If a student submits someone else’s thinking or work as their own in an assignment – that’s fraud. It is deception that results in personal gain. To stop it from happening we need to know the cause. According to Cressey (1953): Fraud happens due to three factors – Opportunity, Pressure and Rationalisation.
Cressey presented the three factors as a triangle claiming that the bigger the size of the triangle, the bigger the potential for fraud. If you reduce any of these three factors, the triangle will reduce in size, i.e. the chances of fraud are reduced. Admittedly his context is the world of banking as opposed to mine which is higher education but I believe there are a lot of similarities in this case.
The Fraud triangle
So let’s break down each of the factors in the Cressey Fraud triangle and apply them to education:
One of the biggest ways to reduce the rationalization that it is ok to cheat is to increase their chances of getting caught. A student can rationalize in their own head that if they chose an obscure website or article, the chances of their lecturer knowing about it are smaller – introducing the “sure I won’t get caught” rationale. But if the lecturer uses text-matching software for every assignment submission, the student’s chances of getting caught are significantly increased.
But rationalization is more than that – students can say they have too many assignment deadlines close together so they have to cut corners and cheat. Students can further rationalize by saying: “I didn’t know what I had to do so I used submissions from previous students to know what to do”. As educators, we could and should provide clear criteria for each assignment – ideally accompanied by examples and/or provide discussion time (virtual or in-person), to answer questions about the assignment.
They can rationalize it to their friends by saying: “If you help me with this assignment, I can help you with the next one”. When we provide training to students on how to cite and reference properly, we also need to include training to help students distinguish between collaboration and collusion, outlining the consequences of giving too much help to colleagues and also highlighting the dangers of services like essay mills.
How can we reduce the opportunity to cheat? Similar to tackling rationalization, there are many ways to address opportunity. There is a surprising amount of educators that still use the same exam year after year – simply varying the topic can work quite well to reduce the opportunity to cheat. Also in my experience people are less likely to cheat when they work in groups as they need to rationalize and convince other team members. They also know that if they are caught, the other group members may suffer as well.

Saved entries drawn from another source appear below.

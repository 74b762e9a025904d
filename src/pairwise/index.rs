//! Triangular slot addressing for unordered item pairs.

use crate::error::{OrderError, Result};

/// Maps an unordered pair `{i, j}`, `i != j`, of `n` items onto a single
/// slot in `[0, n(n-1)/2)`.
///
/// The slot of `{lo, hi}` with `lo < hi` is `lo + hi(hi-1)/2`, so slots are
/// laid out row by row of the strict lower triangle.
#[derive(Debug, Clone, Copy, PartialEq, Eq)]
pub struct PairwiseIndex {
    n: usize,
}

impl PairwiseIndex {
    pub fn new(n: usize) -> Self {
        Self { n }
    }

    /// Number of items covered.
    pub fn items(&self) -> usize {
        self.n
    }

    /// Number of unordered pairs, `n(n-1)/2`.
    pub fn len(&self) -> usize {
        self.n * self.n.saturating_sub(1) / 2
    }

    pub fn is_empty(&self) -> bool {
        self.len() == 0
    }

    /// Returns the slot of `{i, j}`. Argument order does not matter.
    ///
    /// # Errors
    /// [`OrderError::InvalidArgument`] if `i == j` or either index is `>= n`.
    pub fn index(&self, i: usize, j: usize) -> Result<usize> {
        if i == j {
            return Err(OrderError::InvalidArgument(format!(
                "pair index requires distinct items, got ({i}, {j})"
            )));
        }
        if i >= self.n || j >= self.n {
            return Err(OrderError::InvalidArgument(format!(
                "pair ({i}, {j}) out of range for {} items",
                self.n
            )));
        }
        Ok(slot(i, j))
    }

    /// Inverse of [`index`](Self::index): returns `(lo, hi)` with `lo < hi`.
    pub fn pair(&self, slot: usize) -> Result<(usize, usize)> {
        if slot >= self.len() {
            return Err(OrderError::InvalidArgument(format!(
                "slot {slot} out of range for {} pairs",
                self.len()
            )));
        }
        // Largest hi with hi(hi-1)/2 <= slot.
        let mut hi = ((1.0 + (1.0 + 8.0 * slot as f64).sqrt()) / 2.0) as usize;
        while hi * (hi - 1) / 2 > slot {
            hi -= 1;
        }
        while (hi + 1) * hi / 2 <= slot {
            hi += 1;
        }
        Ok((slot - hi * (hi - 1) / 2, hi))
    }

    /// Iterates `(lo, hi)` pairs in slot order.
    pub fn pairs(&self) -> impl Iterator<Item = (usize, usize)> {
        (1..self.n).flat_map(|hi| (0..hi).map(move |lo| (lo, hi)))
    }
}

/// Unchecked slot formula.
#[inline]
pub(crate) fn slot(i: usize, j: usize) -> usize {
    let (lo, hi) = if i < j { (i, j) } else { (j, i) };
    lo + hi * (hi - 1) / 2
}

#[cfg(test)]
mod tests {
    use super::*;
    use proptest::prelude::*;

    #[test]
    fn test_len() {
        assert_eq!(PairwiseIndex::new(0).len(), 0);
        assert_eq!(PairwiseIndex::new(1).len(), 0);
        assert_eq!(PairwiseIndex::new(2).len(), 1);
        assert_eq!(PairwiseIndex::new(5).len(), 10);
    }

    #[test]
    fn test_symmetric() {
        let idx = PairwiseIndex::new(6);
        assert_eq!(idx.index(1, 4).unwrap(), idx.index(4, 1).unwrap());
        assert_eq!(idx.index(0, 1).unwrap(), 0);
    }

    #[test]
    fn test_rejects_diagonal_and_out_of_range() {
        let idx = PairwiseIndex::new(4);
        assert!(matches!(idx.index(2, 2), Err(OrderError::InvalidArgument(_))));
        assert!(matches!(idx.index(0, 4), Err(OrderError::InvalidArgument(_))));
        assert!(idx.pair(6).is_err());
    }

    #[test]
    fn test_pairs_follow_slot_order() {
        let idx = PairwiseIndex::new(7);
        for (expected, (lo, hi)) in idx.pairs().enumerate() {
            assert_eq!(idx.index(lo, hi).unwrap(), expected);
            assert_eq!(idx.pair(expected).unwrap(), (lo, hi));
        }
    }

    proptest! {
        #[test]
        fn prop_index_is_bijection(n in 2usize..60) {
            let idx = PairwiseIndex::new(n);
            let mut seen = vec![false; idx.len()];
            for i in 0..n {
                for j in (i + 1)..n {
                    let s = idx.index(i, j).unwrap();
                    prop_assert!(s < idx.len());
                    prop_assert!(!seen[s]);
                    seen[s] = true;
                    prop_assert_eq!(s, idx.index(j, i).unwrap());
                    prop_assert_eq!(idx.pair(s).unwrap(), (i, j));
                }
            }
            prop_assert!(seen.iter().all(|&v| v));
        }
    }
}
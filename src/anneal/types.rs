//! Annealing moves, phases and results.

use crate::pairwise::CostTable;
use crate::tour::Tour;

/// Lifecycle of a solver run.
#[derive(Debug, Clone, Copy, PartialEq, Eq)]
#[cfg_attr(feature = "serde", derive(serde::Serialize, serde::Deserialize))]
pub enum AnnealPhase {
    Initializing,
    Cooling,
    /// A whole temperature level passed without an accepted move.
    Converged,
    /// The temperature level budget ran out.
    Exhausted,
}

/// A local move on a closed tour.
///
/// Positions satisfy `start < end`, and at least three tour positions lie
/// outside `start..=end`.
#[derive(Debug, Clone, Copy, PartialEq, Eq)]
pub(crate) enum TourMove {
    /// Reverse the segment `start..=end` in place.
    Reverse { start: usize, end: usize },
    /// Move the segment `start..=end` to sit between the outside positions
    /// `after` and `after + 1` (cyclically), keeping its internal order.
    Transpose {
        start: usize,
        end: usize,
        after: usize,
    },
}

impl TourMove {
    /// Cost change the move would cause, from the boundary edges only.
    pub(crate) fn delta(&self, tour: &[usize], costs: &CostTable) -> f64 {
        let n = tour.len();
        let d = |p: usize, q: usize| costs.edge(tour[p], tour[q]);
        match *self {
            TourMove::Reverse { start, end } => {
                let before = (start + n - 1) % n;
                let next = (end + 1) % n;
                d(before, end) + d(next, start) - d(before, start) - d(next, end)
            }
            TourMove::Transpose { start, end, after } => {
                let before = (start + n - 1) % n;
                let next = (end + 1) % n;
                let after_next = (after + 1) % n;
                d(start, after) + d(end, after_next) + d(before, next)
                    - d(end, next)
                    - d(start, before)
                    - d(after, after_next)
            }
        }
    }

    /// Applies the move to `tour`. `scratch` is reused between calls.
    pub(crate) fn apply(&self, tour: &mut [usize], scratch: &mut Vec<usize>) {
        match *self {
            TourMove::Reverse { start, end } => tour[start..=end].reverse(),
            TourMove::Transpose { start, end, after } => {
                let n = tour.len();
                let before = (start + n - 1) % n;
                let next = (end + 1) % n;
                let after_next = (after + 1) % n;
                scratch.clear();
                // segment, then after_next..=before, then next..=after
                push_cyclic(scratch, tour, start, end);
                push_cyclic(scratch, tour, after_next, before);
                push_cyclic(scratch, tour, next, after);
                tour.copy_from_slice(scratch);
            }
        }
    }
}

fn push_cyclic(out: &mut Vec<usize>, tour: &[usize], from: usize, to: usize) {
    let n = tour.len();
    let len = (to + n - from) % n + 1;
    out.extend((0..len).map(|j| tour[(from + j) % n]));
}

/// Result of an annealing run.
#[derive(Debug, Clone)]
pub struct AnnealResult {
    /// The returned closed tour: the final state, or the best seen when
    /// `keep_best` is set.
    pub tour: Tour,

    /// Cost of `tour`, recomputed from the table.
    pub total_cost: f64,

    /// Cost of the starting tour.
    pub initial_cost: f64,

    /// Terminal phase: [`AnnealPhase::Converged`] or [`AnnealPhase::Exhausted`].
    pub phase: AnnealPhase,

    /// Number of temperature levels run.
    pub temperature_steps: usize,

    /// Temperature after the last cooling step.
    pub final_temperature: f64,

    /// Trial moves evaluated.
    pub attempted_moves: usize,

    /// Moves accepted by the Metropolis rule (including improvements).
    pub accepted_moves: usize,

    /// Accepted moves with negative cost change.
    pub improving_moves: usize,

    /// Running tour cost at the end of each temperature level.
    pub cost_history: Vec<f64>,
}
//! Ordering capability and stack collaborators.

use crate::error::Result;
use crate::pairwise::{CostMetrics, CostSource, RigidTransform2D};
use crate::tour::Tour;

/// Outcome shared by every ordering strategy.
#[derive(Debug, Clone)]
pub struct OrderOutcome {
    /// The visiting order.
    pub tour: Tour,

    /// Cost of the tour (closing edge included for closed tours).
    pub total_cost: f64,

    /// Per-item transforms into a common frame, when the strategy
    /// produces them.
    pub transforms: Option<Vec<RigidTransform2D>>,

    /// Cost source usage during the run.
    pub metrics: CostMetrics,
}

/// A strategy turning pairwise costs into a visiting order.
pub trait Orderer {
    /// Short strategy name for logs.
    fn name(&self) -> &str;

    /// Orders all items addressed by `costs`.
    fn order<S: CostSource + ?Sized>(&self, costs: &mut S) -> Result<OrderOutcome>;
}

/// Index-addressed storage of the stack being reordered.
///
/// Index `i` must refer to the same logical item for the whole run.
pub trait ItemStore {
    type Item;

    /// Reads every item in stored order.
    fn read_all(&mut self) -> Result<Vec<Self::Item>>;

    /// Re-emits the stack so that position `k` holds item `order[k]`.
    ///
    /// When transforms are given, `transforms[i]` maps the first item of the
    /// chain onto item `i`; item `i` is brought into that first item's frame
    /// by resampling under `transforms[i].inverse()`.
    fn write_ordered(
        &mut self,
        order: &[usize],
        transforms: Option<&[RigidTransform2D]>,
    ) -> Result<()>;
}

/// Resamples an item under a rigid transform.
pub trait TransformApply {
    type Item;

    fn resample(&self, item: &Self::Item, transform: &RigidTransform2D) -> Self::Item;
}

Personalizing the assessment is also a very effective approach, rather than just using generic topics as students will need to relate the topic to themselves and/or to their surroundings, making it is harder to enlist the help of third parties such as ghostwriting services. This also goes towards improving the authenticity of the assessment, which is always desirable as authentic assessment improves learning.
Over assessment is a term that is used quite a lot in recent times but in most cases, it is not over assessment but more a case of badly coordinated assessment – with assessment deadlines happening at the same time. This can put students under pressure which can lead to fraud. A simple programmatic view of assessments for lecturers can easily identify deadline “hotspots” in advance and adjusting their deadlines accordingly can help reduce pressure on students.
Another way to reduce pressure on students is to provide them with clear marking criteria, examples of previous submissions and a typical timeline plan for the assignment. These short simple solutions can potentially have a large impact on students with respect to reducing pressure.
The final suggestion with regards to reducing pressure is connected to universal design for learning (UDL). Some students may struggle with particular assignment types e.g. presenting in front of their classmates or writing long essays. Giving students the choice in how they represent their learning to you can be really impactful as well. The key point here is students need to prove that they have met the learning outcome. How they meet it is not the question; their work and their thinking are.
So the opening question was how do we know that our students’ thinking is original? The answer is – it’s not that easy to know but we can take a multi-faceted approach to support and encourage our students to be original by reducing the potential for fraud.
As part of an Erasmus plus funded project “Integrity” we’ve collated ways by which academic integrity can be improved through assessment design – 12 Principles of Assessment Design – along with a suite of resources to support academics in designing assessments to improve academic integrity.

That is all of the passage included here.